The Dow Jones industrial average surged 208 points, or 1.6 percent, to close at 12,796. The Dow had previously slid 5 percent since Election Day. The Standard & Poor's 500 index rose 27 points, or nearly 2 percent, to 1,387. The Nasdaq composite average gained 63 to 2,916.

President Barack Obama and leaders in Congress are in talks to avoid going over a "fiscal cliff" on Jan. 1, when tax increases and mandatory government spending cuts are set to take effect.

"It is quite clear that both sides want to come to a compromise and that a reasonable compromise is available," said David Kelly, chief global strategist for J.P. Morgan Funds, in a note to clients.

Still, most analysts expect trading to remain volatile until lawmakers can convince the markets that a solution is in the works.

Randy Frederick, managing director of active trading and derivatives at the brokerage Charles Schwab, said he "wouldn't be surprised to see this given back up in a day or two."

A pair of strong corporate earnings reports also boosted Wall Street. Lowe's said its third-quarter profit surged 76 percent. That followed a strong report from Home Depot last week. Lowe's rose $1.89, or 6 percent, to $33.87.

Tyson Foods, the country's biggest meat company, beat analysts' expectations for its quarterly earnings. Tyson rose $1.52, or 9 percent, to $18.40. Materials stocks soared, supported by the latest sign that a recovery in the housing market has stabilized.

The National Association of Realtors said sales of previously occupied homes in the U.S. rose in October, helped by a stronger job market and record-low mortgage rates. The pace of sales is roughly 11 percent higher than a year ago.

Stocks fell in each of the past four weeks as traders fretted about the possibility that lawmakers will fail to prevent the spending cuts and tax increases from taking effect.

The indexes turned positive Friday afternoon, breaking a four-day slump, amid signs that Obama and Congress were prepared to cede long-held bargaining positions. House Speaker John Boehner and Senate Minority Leader Mitch McConnell both said they had offered higher tax revenue as part of a deal.

Monday's rally put the Dow on track for its biggest one-day increase since Sept. 13.

The S&P 500, meanwhile, is trading near a key technical level, Frederick said. For nearly two weeks, the index has closed below its 200-day average, which on Monday stood at 1,382.

It surpassed that marker Monday afternoon. If the gain holds, Frederick said, that might signal more buying. Technical levels are historic averages and other indicators used by some traders to decide if stocks are a good value.

Volume was light on the first day of a holiday-shortened trading week. The market is closed on Thursday for Thanksgiving and will close early Friday.

Indexes in France, Germany and Britain closed up 2.5 percent or more as traders monitored Greece's quest for its latest round of bailout cash.

Greece needs international lenders and the International Monetary Fund to release the money so that Greece can meet upcoming payments to creditors.

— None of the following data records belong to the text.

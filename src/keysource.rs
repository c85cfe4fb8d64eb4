//! Sources of symmetric key material for the command-line tool

use crate::error::{ErrorCategory, ErrorKind, Result, SealkitError};
use std::io::{self, IsTerminal, Read, Write};
use zeroize::Zeroizing;

/// Trait for obtaining key material from various sources
pub trait KeySource {
    /// Read key material as arbitrary bytes (not necessarily UTF-8)
    ///
    /// Returns the material wrapped in `Zeroizing` so it is wiped from
    /// memory when dropped.
    fn read_key_material(&mut self) -> Result<Zeroizing<Vec<u8>>>;
}

/// Returns fixed key material (for testing)
pub struct ConstantKeySource {
    material: Zeroizing<Vec<u8>>,
}

impl ConstantKeySource {
    pub fn new(material: Vec<u8>) -> Self {
        Self {
            material: Zeroizing::new(material),
        }
    }
}

impl KeySource for ConstantKeySource {
    fn read_key_material(&mut self) -> Result<Zeroizing<Vec<u8>>> {
        Ok(Zeroizing::new((*self.material).clone()))
    }
}

/// Reads key material verbatim from any io::Read source, until EOF
pub struct ReaderKeySource {
    reader: Box<dyn Read>,
}

impl ReaderKeySource {
    pub fn new(reader: Box<dyn Read>) -> Self {
        Self { reader }
    }
}

impl KeySource for ReaderKeySource {
    fn read_key_material(&mut self) -> Result<Zeroizing<Vec<u8>>> {
        let mut data = Zeroizing::new(Vec::new());
        self.reader.read_to_end(&mut data).map_err(|e| {
            SealkitError::with_kind_and_source(
                ErrorCategory::Internal,
                ErrorKind::Io,
                format!("error reading key material: {}", e),
                e,
            )
        })?;
        Ok(data)
    }
}

/// Reads key material from the terminal with no echo
pub struct TerminalKeySource;

impl TerminalKeySource {
    pub fn new() -> Self {
        Self
    }
}

impl Default for TerminalKeySource {
    fn default() -> Self {
        Self::new()
    }
}

impl KeySource for TerminalKeySource {
    /// Read key material from the terminal.
    ///
    /// Note: Terminal input is limited to UTF-8 due to rpassword library constraints.
    /// For non-UTF-8 key material, use --key-stdin instead.
    fn read_key_material(&mut self) -> Result<Zeroizing<Vec<u8>>> {
        if !io::stdin().is_terminal() {
            return Err(SealkitError::with_kind(
                ErrorCategory::User,
                ErrorKind::KeyMaterialUnavailable,
                "cannot read key from terminal - stdin is not a terminal",
            ));
        }

        let mut stderr = io::stderr();
        stderr
            .write_all(b"Key (sealkit): ")
            .and_then(|()| stderr.flush())
            .map_err(|e| {
                SealkitError::with_kind_and_source(
                    ErrorCategory::Internal,
                    ErrorKind::Io,
                    format!("failed to write prompt: {}", e),
                    e,
                )
            })?;

        // rpassword returns a String (UTF-8 only) that is not zeroized
        let material = rpassword::read_password().map_err(|e| {
            SealkitError::with_kind_and_source(
                ErrorCategory::Internal,
                ErrorKind::KeyMaterialUnavailable,
                format!("failure reading key: {}", e),
                e,
            )
        })?;

        Ok(Zeroizing::new(material.into_bytes()))
    }
}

Trading in Europe remains volatile as the region has entered recession and is struggling to solve the broader debt crisis.

Finance ministers from nations that use the euro will meet Tuesday. Later in the week, leaders will convene to discuss the European Union's budget for the next few years.

Traders also followed developments in the Middle East as conflict between Israel and Hamas flared. Concerns about instability in the region and hopes for a U.S. fiscal pact pushed the price of oil up nearly 3 percent to $89.34 in afternoon trading.

Earlier, Asian markets rose more modestly.

The yield on the benchmark 10-year Treasury note rose to 1.61 percent from 1.58 percent late Friday, a sign that traders are selling low-risk investments. A bond's yield rises as its price falls.

The market's longer-term direction will likely hinge on U.S. leaders' ability to attack the fiscal challenge between Thanksgiving and Christmas, Frederick said. "If they can put some sort of a plan together, or make us believe they have a plan, or at least that there's some cooperation going on there, that could be a real boost for the market," he said.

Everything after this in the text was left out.